▶ _Data extracted from a collection_:
━━━━━━━━━━━━━━━━━━━━
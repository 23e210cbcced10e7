use axum::{
    Json,
    extract::{Query, State},
};
use utoipa_axum::{router::OpenApiRouter, routes};

use crate::{
    mock_backend::MockState,
    models::{Product, ProductFilter, Restaurant, RestaurantFilter},
};

pub fn routes_with_openapi() -> OpenApiRouter<MockState> {
    OpenApiRouter::new()
        .routes(routes!(list_restaurants))
        .routes(routes!(list_products))
}

/// List restaurants, optionally filtered by id, minimum rating and price range.
#[utoipa::path(
    get,
    path = "/restaurants",
    tags = ["Restaurants"],
    params(RestaurantFilter),
    responses(
        (status = 200, description = "Matching restaurants", body = Vec<Restaurant>)
    )
)]
async fn list_restaurants(
    Query(filter): Query<RestaurantFilter>,
    State(state): State<MockState>,
) -> Json<Vec<Restaurant>> {
    let data = state.lock().await;
    let restaurants = data
        .restaurants
        .iter()
        .filter(|record| filter.id.is_none_or(|id| record.id == id))
        .filter(|record| {
            filter
                .price_range
                .is_none_or(|price_range| record.price_range == price_range)
        })
        .map(|record| data.restaurant_view(record))
        .filter(|restaurant| {
            filter
                .rating
                .is_none_or(|minimum| restaurant.rating.is_some_and(|rating| rating >= minimum))
        })
        .collect();

    Json(restaurants)
}

/// List the products of one restaurant, or of all restaurants.
#[utoipa::path(
    get,
    path = "/products",
    tags = ["Restaurants"],
    params(ProductFilter),
    responses(
        (status = 200, description = "Menu products", body = Vec<Product>)
    )
)]
async fn list_products(
    Query(filter): Query<ProductFilter>,
    State(state): State<MockState>,
) -> Json<Vec<Product>> {
    let data = state.lock().await;
    let products = data
        .restaurants
        .iter()
        .filter(|record| filter.restaurant.is_none_or(|id| record.id == id))
        .flat_map(|record| record.menu.iter().cloned())
        .collect();

    Json(products)
}
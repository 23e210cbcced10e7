//! Pure order-lifecycle rules shared by the customer and courier flows.

pub mod account;
pub mod address;
pub mod cart;
pub mod rating;
pub mod status;
pub mod summary;

pub use account::{AccountType, Landing};
pub use cart::Cart;
pub use rating::Rating;
pub use status::{OrderStatus, next_status};
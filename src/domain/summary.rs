//! Order totals and summary lines.
//!
//! All amounts are integer cents. Sums saturate at `u64::MAX` rather than
//! wrapping.

use std::collections::{BTreeMap, HashMap};

use tracing::warn;

use crate::{
    app_error::AppError,
    models::{LineItem, Product, ProductId},
};

fn index_catalog(catalog: &[Product]) -> HashMap<ProductId, &Product> {
    catalog.iter().map(|product| (product.id, product)).collect()
}

/// Total cost of the requested quantities against `catalog`.
///
/// Entries with a zero quantity are ignored. Entries naming a product the
/// catalog does not contain contribute nothing; use [`try_order_total`] to
/// reject them instead.
pub fn order_total(quantities: &BTreeMap<ProductId, u32>, catalog: &[Product]) -> u64 {
    let catalog = index_catalog(catalog);
    quantities
        .iter()
        .filter(|(_, quantity)| **quantity > 0)
        .map(|(product_id, quantity)| match catalog.get(product_id) {
            Some(product) => product.cost.saturating_mul(u64::from(*quantity)),
            None => {
                warn!(product_id, "Skipping unknown product in order total");
                0
            }
        })
        .fold(0u64, u64::saturating_add)
}

/// Like [`order_total`], but an unknown product with a positive quantity is an error.
pub fn try_order_total(
    quantities: &BTreeMap<ProductId, u32>,
    catalog: &[Product],
) -> Result<u64, AppError> {
    let catalog = index_catalog(catalog);
    quantities
        .iter()
        .filter(|(_, quantity)| **quantity > 0)
        .try_fold(0u64, |total, (product_id, quantity)| {
            let product = catalog
                .get(product_id)
                .ok_or(AppError::UnknownProduct(*product_id))?;
            Ok(total.saturating_add(product.cost.saturating_mul(u64::from(*quantity))))
        })
}

/// Summary lines for every catalog product with a positive quantity, in catalog order.
pub fn line_items(quantities: &BTreeMap<ProductId, u32>, catalog: &[Product]) -> Vec<LineItem> {
    catalog
        .iter()
        .filter_map(|product| match quantities.get(&product.id) {
            Some(&quantity) if quantity > 0 => Some(LineItem::new(product, quantity)),
            _ => None,
        })
        .collect()
}

/// Sum of `quantity × unit_cost` over items with a positive quantity.
pub fn line_items_total(items: &[LineItem]) -> u64 {
    items
        .iter()
        .filter(|item| item.quantity > 0)
        .map(LineItem::line_total)
        .fold(0u64, u64::saturating_add)
}

/// `1250` -> `"$ 12.50"`.
pub fn format_cents(cents: u64) -> String {
    format!("$ {}.{:02}", cents / 100, cents % 100)
}

#[cfg(test)]
mod tests {
    use rstest::{fixture, rstest};

    use super::*;

    fn product(id: ProductId, cost: u64) -> Product {
        Product {
            id,
            name: format!("product {id}"),
            cost,
            description: None,
        }
    }

    fn item(product_id: ProductId, quantity: u32, unit_cost: u64) -> LineItem {
        LineItem {
            product_id,
            product_name: String::new(),
            quantity,
            unit_cost,
            total_cost: 0,
        }
    }

    #[fixture]
    fn catalog() -> Vec<Product> {
        vec![product(1, 500), product(2, 999), product(3, 250)]
    }

    #[rstest]
    fn zero_quantities_are_excluded(catalog: Vec<Product>) {
        let quantities = BTreeMap::from([(1, 2), (2, 0), (3, 1)]);
        assert_eq!(order_total(&quantities, &catalog), 1250);
        assert_eq!(try_order_total(&quantities, &catalog).unwrap(), 1250);
    }

    #[rstest]
    fn unknown_product_contributes_nothing(catalog: Vec<Product>) {
        let quantities = BTreeMap::from([(1, 1), (42, 3)]);
        assert_eq!(order_total(&quantities, &catalog), 500);
    }

    #[rstest]
    fn strict_total_rejects_unknown_product(catalog: Vec<Product>) {
        let quantities = BTreeMap::from([(1, 1), (42, 3)]);
        assert!(matches!(
            try_order_total(&quantities, &catalog),
            Err(AppError::UnknownProduct(42))
        ));
    }

    #[rstest]
    fn strict_total_ignores_unknown_product_with_zero_quantity(catalog: Vec<Product>) {
        let quantities = BTreeMap::from([(3, 4), (42, 0)]);
        assert_eq!(try_order_total(&quantities, &catalog).unwrap(), 1000);
    }

    #[rstest]
    fn summary_lines_follow_catalog_order(catalog: Vec<Product>) {
        let quantities = BTreeMap::from([(3, 1), (1, 2), (2, 0)]);
        let lines = line_items(&quantities, &catalog);
        let ids: Vec<_> = lines.iter().map(|line| line.product_id).collect();
        assert_eq!(ids, vec![1, 3]);
        assert_eq!(lines[0].total_cost, 1000);
    }

    #[test]
    fn line_items_total_matches_invariant() {
        let items = [item(1, 2, 500), item(2, 0, 999), item(3, 1, 250)];
        assert_eq!(line_items_total(&items), 1250);
    }

    #[test]
    fn totals_saturate() {
        let items = [item(1, u32::MAX, u64::MAX), item(2, 1, 1)];
        assert_eq!(line_items_total(&items), u64::MAX);
    }

    #[rstest]
    #[case(0, "$ 0.00")]
    #[case(5, "$ 0.05")]
    #[case(1250, "$ 12.50")]
    #[case(202_575, "$ 2025.75")]
    fn formats_cents(#[case] cents: u64, #[case] expected: &str) {
        assert_eq!(format_cents(cents), expected);
    }
}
━━━━━━━━━━━━━━━━━━━━
▶ _WHAT YOU HAVE TO DO_: Copy the data exactly as it was presented.

▶ _SOLUTION_:
repository 23e210cbcced10e7
use axum::{
    Json,
    extract::{Query, State},
};
use utoipa_axum::{router::OpenApiRouter, routes};

use crate::{
    mock_backend::MockState,
    models::{Product, ProductFilter, Restaurant, RestaurantFilter},
};

pub fn routes_with_openapi() -> OpenApiRouter<MockState> {
    OpenApiRouter::new()
        .routes(routes!(list_restaurants))
        .routes(routes!(list_products))
}

/// List restaurants, optionally filtered by id, minimum rating and price range.
#[utoipa::path(
    get,
    path = "/restaurants",
    tags = ["Restaurants"],
    params(RestaurantFilter),
    responses(
        (status = 200, description = "Matching restaurants", body = Vec<Restaurant>)
    )
)]
async fn list_restaurants(
    Query(filter): Query<RestaurantFilter>,
    State(state): State<MockState>,
) -> Json<Vec<Restaurant>> {
    let data = state.lock().await;
    let restaurants = data
        .restaurants
        .iter()
        .filter(|record| filter.id.is_none_or(|id| record.id == id))
        .filter(|record| {
            filter
                .price_range
                .is_none_or(|price_range| record.price_range == price_range)
        })
        .map(|record| data.restaurant_view(record))
        .filter(|restaurant| {
            filter
                .rating
                .is_none_or(|minimum| restaurant.rating.is_some_and(|rating| rating >= minimum))
        })
        .collect();

    Json(restaurants)
}

/// List the products of one restaurant, or of all restaurants.
#[utoipa::path(
    get,
    path = "/products",
    tags = ["Restaurants"],
    params(ProductFilter),
    responses(
        (status = 200, description = "Menu products", body = Vec<Product>)
    )
)]
async fn list_products(
    Query(filter): Query<ProductFilter>,
    State(state): State<MockState>,
) -> Json<Vec<Product>> {
    let data = state.lock().await;
    let products = data
        .restaurants
        .iter()
        .filter(|record| filter.restaurant.is_none_or(|id| record.id == id))
        .flat_map(|record| record.menu.iter().cloned())
        .collect();

    Json(products)
}
repository 23e210cbcced10e7
//! Pure order-lifecycle rules shared by the customer and courier flows.

pub mod account;
pub mod address;
pub mod cart;
pub mod rating;
pub mod status;
pub mod summary;

pub use account::{AccountType, Landing};
pub use cart::Cart;
pub use rating::Rating;
pub use status::{OrderStatus, next_status};
filename src/domain/summary.rs
//! Order totals and summary lines.
//!
//! All amounts are integer cents. Sums saturate at `u64::MAX` rather than
//! wrapping.

use std::collections::{BTreeMap, HashMap};

use tracing::warn;

use crate::{
    app_error::AppError,
    models::{LineItem, Product, ProductId},
};

fn index_catalog(catalog: &[Product]) -> HashMap<ProductId, &Product> {
    catalog.iter().map(|product| (product.id, product)).collect()
}

/// Total cost of the requested quantities against `catalog`.
///
/// Entries with a zero quantity are ignored. Entries naming a product the
/// catalog does not contain contribute nothing; use [`try_order_total`] to
/// reject them instead.
pub fn order_total(quantities: &BTreeMap<ProductId, u32>, catalog: &[Product]) -> u64 {
    let catalog = index_catalog(catalog);
    quantities
        .iter()
        .filter(|(_, quantity)| **quantity > 0)
        .map(|(product_id, quantity)| match catalog.get(product_id) {
            Some(product) => product.cost.saturating_mul(u64::from(*quantity)),
            None => {
                warn!(product_id, "Skipping unknown product in order total");
                0
            }
        })
        .fold(0u64, u64::saturating_add)
}

/// Like [`order_total`], but an unknown product with a positive quantity is an error.
pub fn try_order_total(
    quantities: &BTreeMap<ProductId, u32>,
    catalog: &[Product],
) -> Result<u64, AppError> {
    let catalog = index_catalog(catalog);
    quantities
        .iter()
        .filter(|(_, quantity)| **quantity > 0)
        .try_fold(0u64, |total, (product_id, quantity)| {
            let product = catalog
                .get(product_id)
                .ok_or(AppError::UnknownProduct(*product_id))?;
            Ok(total.saturating_add(product.cost.saturating_mul(u64::from(*quantity))))
        })
}

/// Summary lines for every catalog product with a positive quantity, in catalog order.
pub fn line_items(quantities: &BTreeMap<ProductId, u32>, catalog: &[Product]) -> Vec<LineItem> {
    catalog
        .iter()
        .filter_map(|product| match quantities.get(&product.id) {
            Some(&quantity) if quantity > 0 => Some(LineItem::new(product, quantity)),
            _ => None,
        })
        .collect()
}

/// Sum of `quantity × unit_cost` over items with a positive quantity.
pub fn line_items_total(items: &[LineItem]) -> u64 {
    items
        .iter()
        .filter(|item| item.quantity > 0)
        .map(LineItem::line_total)
        .fold(0u64, u64::saturating_add)
}

/// `1250` -> `"$ 12.50"`.
pub fn format_cents(cents: u64) -> String {
    format!("$ {}.{:02}", cents / 100, cents % 100)
}

#[cfg(test)]
mod tests {
    use rstest::{fixture, rstest};

    use super::*;

    fn product(id: ProductId, cost: u64) -> Product {
        Product {
            id,
            name: format!("product {id}"),
            cost,
            description: None,
        }
    }

    fn item(product_id: ProductId, quantity: u32, unit_cost: u64) -> LineItem {
        LineItem {
            product_id,
            product_name: String::new(),
            quantity,
            unit_cost,
            total_cost: 0,
        }
    }

    #[fixture]
    fn catalog() -> Vec<Product> {
        vec![product(1, 500), product(2, 999), product(3, 250)]
    }

    #[rstest]
    fn zero_quantities_are_excluded(catalog: Vec<Product>) {
        let quantities = BTreeMap::from([(1, 2), (2, 0), (3, 1)]);
        assert_eq!(order_total(&quantities, &catalog), 1250);
        assert_eq!(try_order_total(&quantities, &catalog).unwrap(), 1250);
    }

    #[rstest]
    fn unknown_product_contributes_nothing(catalog: Vec<Product>) {
        let quantities = BTreeMap::from([(1, 1), (42, 3)]);
        assert_eq!(order_total(&quantities, &catalog), 500);
    }

    #[rstest]
    fn strict_total_rejects_unknown_product(catalog: Vec<Product>) {
        let quantities = BTreeMap::from([(1, 1), (42, 3)]);
        assert!(matches!(
            try_order_total(&quantities, &catalog),
            Err(AppError::UnknownProduct(42))
        ));
    }

    #[rstest]
    fn strict_total_ignores_unknown_product_with_zero_quantity(catalog: Vec<Product>) {
        let quantities = BTreeMap::from([(3, 4), (42, 0)]);
        assert_eq!(try_order_total(&quantities, &catalog).unwrap(), 1000);
    }

    #[rstest]
    fn summary_lines_follow_catalog_order(catalog: Vec<Product>) {
        let quantities = BTreeMap::from([(3, 1), (1, 2), (2, 0)]);
        let lines = line_items(&quantities, &catalog);
        let ids: Vec<_> = lines.iter().map(|line| line.product_id).collect();
        assert_eq!(ids, vec![1, 3]);
        assert_eq!(lines[0].total_cost, 1000);
    }

    #[test]
    fn line_items_total_matches_invariant() {
        let items = [item(1, 2, 500), item(2, 0, 999), item(3, 1, 250)];
        assert_eq!(line_items_total(&items), 1250);
    }

    #[test]
    fn totals_saturate() {
        let items = [item(1, u32::MAX, u64::MAX), item(2, 1, 1)];
        assert_eq!(line_items_total(&items), u64::MAX);
    }

    #[rstest]
    #[case(0, "$ 0.00")]
    #[case(5, "$ 0.05")]
    #[case(1250, "$ 12.50")]
    #[case(202_575, "$ 2025.75")]
    fn formats_cents(#[case] cents: u64, #[case] expected: &str) {
        assert_eq!(format_cents(cents), expected);
    }
}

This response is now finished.